| What you will do |
Locate the string "sqlx" throughout the material and copy every line in which it occurs.
==============================
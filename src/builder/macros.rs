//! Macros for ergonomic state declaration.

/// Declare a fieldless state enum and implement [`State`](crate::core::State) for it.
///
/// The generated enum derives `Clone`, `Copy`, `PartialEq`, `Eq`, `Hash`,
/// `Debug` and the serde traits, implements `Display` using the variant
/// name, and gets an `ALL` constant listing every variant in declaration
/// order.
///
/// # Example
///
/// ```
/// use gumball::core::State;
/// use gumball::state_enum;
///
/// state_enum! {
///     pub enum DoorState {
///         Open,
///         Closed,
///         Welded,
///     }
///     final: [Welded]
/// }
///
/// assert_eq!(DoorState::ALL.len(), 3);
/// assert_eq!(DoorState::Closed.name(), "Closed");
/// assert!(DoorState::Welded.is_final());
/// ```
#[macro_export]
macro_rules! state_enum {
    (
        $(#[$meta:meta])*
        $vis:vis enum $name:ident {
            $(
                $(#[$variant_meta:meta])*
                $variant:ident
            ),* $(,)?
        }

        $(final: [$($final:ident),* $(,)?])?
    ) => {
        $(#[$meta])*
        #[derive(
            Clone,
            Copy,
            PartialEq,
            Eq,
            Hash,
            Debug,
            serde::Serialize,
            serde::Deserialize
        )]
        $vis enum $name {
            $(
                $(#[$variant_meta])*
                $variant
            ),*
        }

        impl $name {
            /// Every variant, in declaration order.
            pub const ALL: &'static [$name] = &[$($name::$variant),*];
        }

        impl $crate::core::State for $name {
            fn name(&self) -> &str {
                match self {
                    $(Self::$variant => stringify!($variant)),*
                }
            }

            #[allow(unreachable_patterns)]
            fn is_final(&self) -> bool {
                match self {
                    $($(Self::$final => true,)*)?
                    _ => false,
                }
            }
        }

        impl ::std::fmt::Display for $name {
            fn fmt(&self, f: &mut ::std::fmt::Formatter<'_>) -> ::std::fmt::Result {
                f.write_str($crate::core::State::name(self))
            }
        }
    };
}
==============================
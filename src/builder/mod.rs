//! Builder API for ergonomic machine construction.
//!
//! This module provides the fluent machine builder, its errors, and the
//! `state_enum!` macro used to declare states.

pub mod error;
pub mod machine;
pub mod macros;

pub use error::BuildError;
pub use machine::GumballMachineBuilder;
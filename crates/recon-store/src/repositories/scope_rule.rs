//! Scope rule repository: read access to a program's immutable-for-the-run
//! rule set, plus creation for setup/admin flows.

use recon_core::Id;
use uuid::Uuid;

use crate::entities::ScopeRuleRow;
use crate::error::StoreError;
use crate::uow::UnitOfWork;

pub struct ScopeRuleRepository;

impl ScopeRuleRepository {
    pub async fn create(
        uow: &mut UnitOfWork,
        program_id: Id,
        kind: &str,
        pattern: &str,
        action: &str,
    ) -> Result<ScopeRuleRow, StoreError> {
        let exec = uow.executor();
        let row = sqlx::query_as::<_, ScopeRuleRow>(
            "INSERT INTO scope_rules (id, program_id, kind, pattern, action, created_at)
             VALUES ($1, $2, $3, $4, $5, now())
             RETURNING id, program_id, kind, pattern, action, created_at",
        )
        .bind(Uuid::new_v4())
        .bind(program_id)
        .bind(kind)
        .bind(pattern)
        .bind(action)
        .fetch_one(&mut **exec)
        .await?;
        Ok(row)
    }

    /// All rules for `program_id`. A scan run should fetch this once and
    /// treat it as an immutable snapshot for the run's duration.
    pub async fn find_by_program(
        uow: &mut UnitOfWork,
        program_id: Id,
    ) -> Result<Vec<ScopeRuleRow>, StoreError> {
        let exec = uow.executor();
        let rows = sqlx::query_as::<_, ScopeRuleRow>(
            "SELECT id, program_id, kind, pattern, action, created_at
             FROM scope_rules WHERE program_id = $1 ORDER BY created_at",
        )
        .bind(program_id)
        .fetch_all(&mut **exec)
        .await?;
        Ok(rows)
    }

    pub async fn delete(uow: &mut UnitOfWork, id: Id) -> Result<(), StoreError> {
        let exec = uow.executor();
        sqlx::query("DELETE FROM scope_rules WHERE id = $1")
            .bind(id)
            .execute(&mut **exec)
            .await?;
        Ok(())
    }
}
==============================
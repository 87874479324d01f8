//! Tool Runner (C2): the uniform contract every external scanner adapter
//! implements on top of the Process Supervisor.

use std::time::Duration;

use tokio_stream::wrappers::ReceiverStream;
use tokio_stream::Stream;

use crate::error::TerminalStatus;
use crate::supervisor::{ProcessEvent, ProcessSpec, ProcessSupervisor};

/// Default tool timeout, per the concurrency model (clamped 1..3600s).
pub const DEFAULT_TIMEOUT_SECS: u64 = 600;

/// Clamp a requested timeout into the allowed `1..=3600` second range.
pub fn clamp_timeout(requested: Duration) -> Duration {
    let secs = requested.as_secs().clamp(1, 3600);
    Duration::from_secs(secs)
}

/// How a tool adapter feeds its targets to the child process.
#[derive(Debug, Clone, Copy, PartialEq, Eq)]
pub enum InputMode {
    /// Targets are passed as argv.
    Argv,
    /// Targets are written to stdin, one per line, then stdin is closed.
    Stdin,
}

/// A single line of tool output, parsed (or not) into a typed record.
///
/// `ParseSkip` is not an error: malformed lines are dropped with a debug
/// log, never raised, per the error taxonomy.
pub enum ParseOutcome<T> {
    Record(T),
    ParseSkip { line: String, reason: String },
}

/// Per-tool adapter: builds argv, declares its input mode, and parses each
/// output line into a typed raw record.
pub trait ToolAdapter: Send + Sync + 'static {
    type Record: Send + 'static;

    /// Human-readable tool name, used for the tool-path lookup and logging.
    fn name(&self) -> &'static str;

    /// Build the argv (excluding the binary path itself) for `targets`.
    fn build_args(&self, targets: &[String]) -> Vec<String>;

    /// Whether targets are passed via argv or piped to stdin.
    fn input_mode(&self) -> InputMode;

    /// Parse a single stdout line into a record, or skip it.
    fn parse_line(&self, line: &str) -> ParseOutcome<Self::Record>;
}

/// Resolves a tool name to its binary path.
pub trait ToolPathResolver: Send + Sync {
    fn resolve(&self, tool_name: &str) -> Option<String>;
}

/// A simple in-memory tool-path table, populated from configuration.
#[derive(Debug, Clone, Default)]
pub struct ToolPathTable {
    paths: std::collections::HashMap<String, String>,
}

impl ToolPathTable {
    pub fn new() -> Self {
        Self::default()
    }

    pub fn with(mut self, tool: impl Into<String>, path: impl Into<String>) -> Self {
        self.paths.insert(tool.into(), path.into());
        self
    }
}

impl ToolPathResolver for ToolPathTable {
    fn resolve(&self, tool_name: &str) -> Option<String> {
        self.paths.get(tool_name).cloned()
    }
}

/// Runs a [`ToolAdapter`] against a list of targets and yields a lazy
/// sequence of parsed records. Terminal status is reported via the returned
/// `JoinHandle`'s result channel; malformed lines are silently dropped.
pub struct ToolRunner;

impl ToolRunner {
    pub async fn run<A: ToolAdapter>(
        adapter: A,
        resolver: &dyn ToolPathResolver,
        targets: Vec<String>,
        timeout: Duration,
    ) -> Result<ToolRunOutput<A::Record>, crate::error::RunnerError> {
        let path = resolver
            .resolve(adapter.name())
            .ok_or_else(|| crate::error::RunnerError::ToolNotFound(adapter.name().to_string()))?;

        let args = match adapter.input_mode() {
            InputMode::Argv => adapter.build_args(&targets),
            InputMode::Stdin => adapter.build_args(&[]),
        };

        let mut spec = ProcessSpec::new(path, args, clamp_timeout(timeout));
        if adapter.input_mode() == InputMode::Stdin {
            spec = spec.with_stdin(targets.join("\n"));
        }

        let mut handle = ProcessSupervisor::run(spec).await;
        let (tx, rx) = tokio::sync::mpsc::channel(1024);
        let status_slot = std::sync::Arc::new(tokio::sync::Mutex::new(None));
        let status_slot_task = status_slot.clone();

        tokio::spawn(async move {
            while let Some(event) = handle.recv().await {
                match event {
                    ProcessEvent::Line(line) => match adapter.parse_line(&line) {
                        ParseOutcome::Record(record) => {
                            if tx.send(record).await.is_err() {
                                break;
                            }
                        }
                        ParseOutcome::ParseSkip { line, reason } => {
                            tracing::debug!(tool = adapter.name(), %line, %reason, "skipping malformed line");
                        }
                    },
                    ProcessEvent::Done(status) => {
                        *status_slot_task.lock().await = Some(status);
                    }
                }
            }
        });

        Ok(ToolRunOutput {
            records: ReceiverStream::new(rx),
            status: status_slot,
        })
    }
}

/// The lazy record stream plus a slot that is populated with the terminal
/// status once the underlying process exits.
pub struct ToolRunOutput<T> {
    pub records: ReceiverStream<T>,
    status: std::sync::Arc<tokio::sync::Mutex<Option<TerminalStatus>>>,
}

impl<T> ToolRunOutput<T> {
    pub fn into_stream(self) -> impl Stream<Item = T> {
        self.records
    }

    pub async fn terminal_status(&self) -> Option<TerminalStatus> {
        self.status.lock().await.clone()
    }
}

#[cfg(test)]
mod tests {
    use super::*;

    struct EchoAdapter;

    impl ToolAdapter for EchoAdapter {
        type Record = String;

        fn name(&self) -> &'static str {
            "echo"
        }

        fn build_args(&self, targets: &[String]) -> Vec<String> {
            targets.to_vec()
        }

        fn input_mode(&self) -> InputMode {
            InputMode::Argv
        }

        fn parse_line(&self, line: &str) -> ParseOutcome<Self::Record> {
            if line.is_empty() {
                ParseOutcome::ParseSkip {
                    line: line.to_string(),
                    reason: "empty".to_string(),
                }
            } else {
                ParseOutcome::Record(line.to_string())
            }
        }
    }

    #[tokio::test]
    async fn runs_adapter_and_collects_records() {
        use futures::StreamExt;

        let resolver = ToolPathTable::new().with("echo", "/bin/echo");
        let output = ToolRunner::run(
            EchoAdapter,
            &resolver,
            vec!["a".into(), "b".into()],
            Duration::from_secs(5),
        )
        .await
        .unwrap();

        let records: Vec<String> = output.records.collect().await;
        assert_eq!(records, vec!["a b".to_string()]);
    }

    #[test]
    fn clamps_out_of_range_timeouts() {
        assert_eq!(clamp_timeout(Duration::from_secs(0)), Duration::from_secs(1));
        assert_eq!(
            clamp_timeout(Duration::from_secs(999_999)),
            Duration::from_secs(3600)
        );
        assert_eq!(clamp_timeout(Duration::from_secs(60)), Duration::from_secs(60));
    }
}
==============================
| Solution below |
        let row = sqlx::query_as::<_, ScopeRuleRow>(
        let rows = sqlx::query_as::<_, ScopeRuleRow>(
        sqlx::query("DELETE FROM scope_rules WHERE id = $1")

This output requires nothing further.